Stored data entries
//! Interactive remote shell over its own session.
//!
//! Local stdin/stdout/stderr are wired to the session by three independent
//! forwarding tasks. Each forwarder stops at end of stream or when the shared
//! shutdown signal fires; all three are joined (or aborted) when the session
//! ends, so nothing outlives it.

use mirror_core::{PtySize, RemoteSession, RemoteTransport, SessionRequest, TransportError};
use std::io::{IsTerminal, Write};
use tokio::io::{AsyncRead, AsyncReadExt, AsyncWrite, AsyncWriteExt};
use tokio::sync::watch;
use tokio::task::JoinHandle;
use tracing::{debug, warn};

pub struct ShellSession {
    session: Box<dyn RemoteSession>,
    /// Remote stdout/stderr -> local; these end when the remote side closes
    outputs: Vec<JoinHandle<()>>,
    /// Local stdin -> remote; blocks on the terminal, so it is aborted
    input: Option<JoinHandle<()>>,
    shutdown: watch::Receiver<bool>,
}

impl ShellSession {
    /// Open the shell session wired to this process's stdin/stdout/stderr.
    pub async fn start_terminal(
        transport: &dyn RemoteTransport,
        size: PtySize,
        shutdown: watch::Receiver<bool>,
    ) -> Result<Self, TransportError> {
        Self::start(
            transport,
            size,
            tokio::io::stdin(),
            tokio::io::stdout(),
            tokio::io::stderr(),
            shutdown,
        )
        .await
    }

    /// Open the shell session and start forwarding between it and the given
    /// local streams.
    pub async fn start<I, O, E>(
        transport: &dyn RemoteTransport,
        size: PtySize,
        local_in: I,
        local_out: O,
        local_err: E,
        shutdown: watch::Receiver<bool>,
    ) -> Result<Self, TransportError>
    where
        I: AsyncRead + Send + Unpin + 'static,
        O: AsyncWrite + Send + Unpin + 'static,
        E: AsyncWrite + Send + Unpin + 'static,
    {
        let mut session = transport.open_session(SessionRequest::Shell(size)).await?;
        debug!("Opened shell session ({}x{})", size.cols, size.rows);

        let mut outputs = Vec::new();
        if let Some(stdout) = session.take_stdout() {
            outputs.push(tokio::spawn(forward("stdout", stdout, local_out, shutdown.clone())));
        }
        if let Some(stderr) = session.take_stderr() {
            outputs.push(tokio::spawn(forward("stderr", stderr, local_err, shutdown.clone())));
        }
        let input = session
            .take_stdin()
            .map(|stdin| tokio::spawn(forward("stdin", local_in, stdin, shutdown.clone())));

        Ok(Self {
            session,
            outputs,
            input,
            shutdown,
        })
    }

    /// Wait for the remote shell to exit (or for shutdown) and join the forwarders.
    pub async fn wait(mut self) -> Result<i32, TransportError> {
        let mut shutdown = self.shutdown.clone();
        let status = tokio::select! {
            status = self.session.wait() => status,
            _ = shutdown.wait_for(|stop| *stop) => Err(TransportError::Closed),
        };

        if let Some(input) = self.input.take() {
            input.abort();
        }
        for output in self.outputs.drain(..) {
            if let Err(e) = output.await {
                if !e.is_cancelled() {
                    warn!("Shell forwarder failed: {}", e);
                }
            }
        }
        status
    }
}

impl Drop for ShellSession {
    fn drop(&mut self) {
        if let Some(input) = self.input.take() {
            input.abort();
        }
        for output in &self.outputs {
            output.abort();
        }
    }
}

/// Copy bytes until end of stream, an I/O error, or shutdown.
pub async fn forward<R, W>(
    label: &'static str,
    mut reader: R,
    mut writer: W,
    mut shutdown: watch::Receiver<bool>,
) where
    R: AsyncRead + Unpin,
    W: AsyncWrite + Unpin,
{
    let copy = async {
        let mut buf = [0u8; 8192];
        let mut total = 0u64;
        loop {
            let n = reader.read(&mut buf).await?;
            if n == 0 {
                break;
            }
            writer.write_all(&buf[..n]).await?;
            // Interactive output must not sit in a buffer
            writer.flush().await?;
            total += n as u64;
        }
        writer.shutdown().await?;
        Ok::<u64, std::io::Error>(total)
    };

    tokio::select! {
        result = copy => match result {
            Ok(total) => debug!("{} forwarder finished after {} bytes", label, total),
            Err(e) => debug!("{} forwarder stopped: {}", label, e),
        },
        _ = shutdown.wait_for(|stop| *stop) => debug!("{} forwarder cancelled", label),
    }
}

/// Current terminal dimensions, or 80x24 when stdout is not a terminal.
pub fn terminal_size() -> PtySize {
    match crossterm::terminal::size() {
        Ok((cols, rows)) if cols > 0 && rows > 0 => PtySize { cols, rows },
        _ => PtySize::default(),
    }
}

/// Puts the local terminal into raw mode for the shell's lifetime.
pub struct RawModeGuard {
    enabled: bool,
}

impl RawModeGuard {
    /// Enable raw mode if stdin is a terminal; a no-op otherwise.
    pub fn enable() -> std::io::Result<Self> {
        if !std::io::stdin().is_terminal() {
            return Ok(Self { enabled: false });
        }
        crossterm::terminal::enable_raw_mode()?;
        Ok(Self { enabled: true })
    }
}

impl Drop for RawModeGuard {
    fn drop(&mut self) {
        if self.enabled {
            let _ = crossterm::terminal::disable_raw_mode();
        }
    }
}

/// Writer that turns bare `\n` into `\r\n`, for logging while in raw mode.
pub struct RawModeWriter<W: Write> {
    inner: W,
    /// Last byte of the previous write, so a `\r\n` split across writes stays intact
    last: Option<u8>,
}

impl<W: Write> RawModeWriter<W> {
    pub fn new(inner: W) -> Self {
        Self { inner, last: None }
    }

    pub fn into_inner(self) -> W {
        self.inner
    }
}

impl<W: Write> Write for RawModeWriter<W> {
    fn write(&mut self, buf: &[u8]) -> std::io::Result<usize> {
        let mut start = 0;
        let mut previous = self.last;
        for (i, byte) in buf.iter().enumerate() {
            if *byte == b'\n' && previous != Some(b'\r') {
                self.inner.write_all(&buf[start..i])?;
                self.inner.write_all(b"\r\n")?;
                start = i + 1;
            }
            previous = Some(*byte);
        }
        self.inner.write_all(&buf[start..])?;
        self.last = previous;
        Ok(buf.len())
    }

    fn flush(&mut self) -> std::io::Result<()> {
        self.inner.flush()
    }
}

■ ASSIGNED TASK ■
Please print, exactly and with nothing else, the lines from the first line of the entries through the line containing "when the session".

■ RESPONSE TO THE EXERCISE ■
//! Interactive remote shell over its own session.
//!
//! Local stdin/stdout/stderr are wired to the session by three independent
//! forwarding tasks. Each forwarder stops at end of stream or when the shared
//! shutdown signal fires; all three are joined (or aborted) when the session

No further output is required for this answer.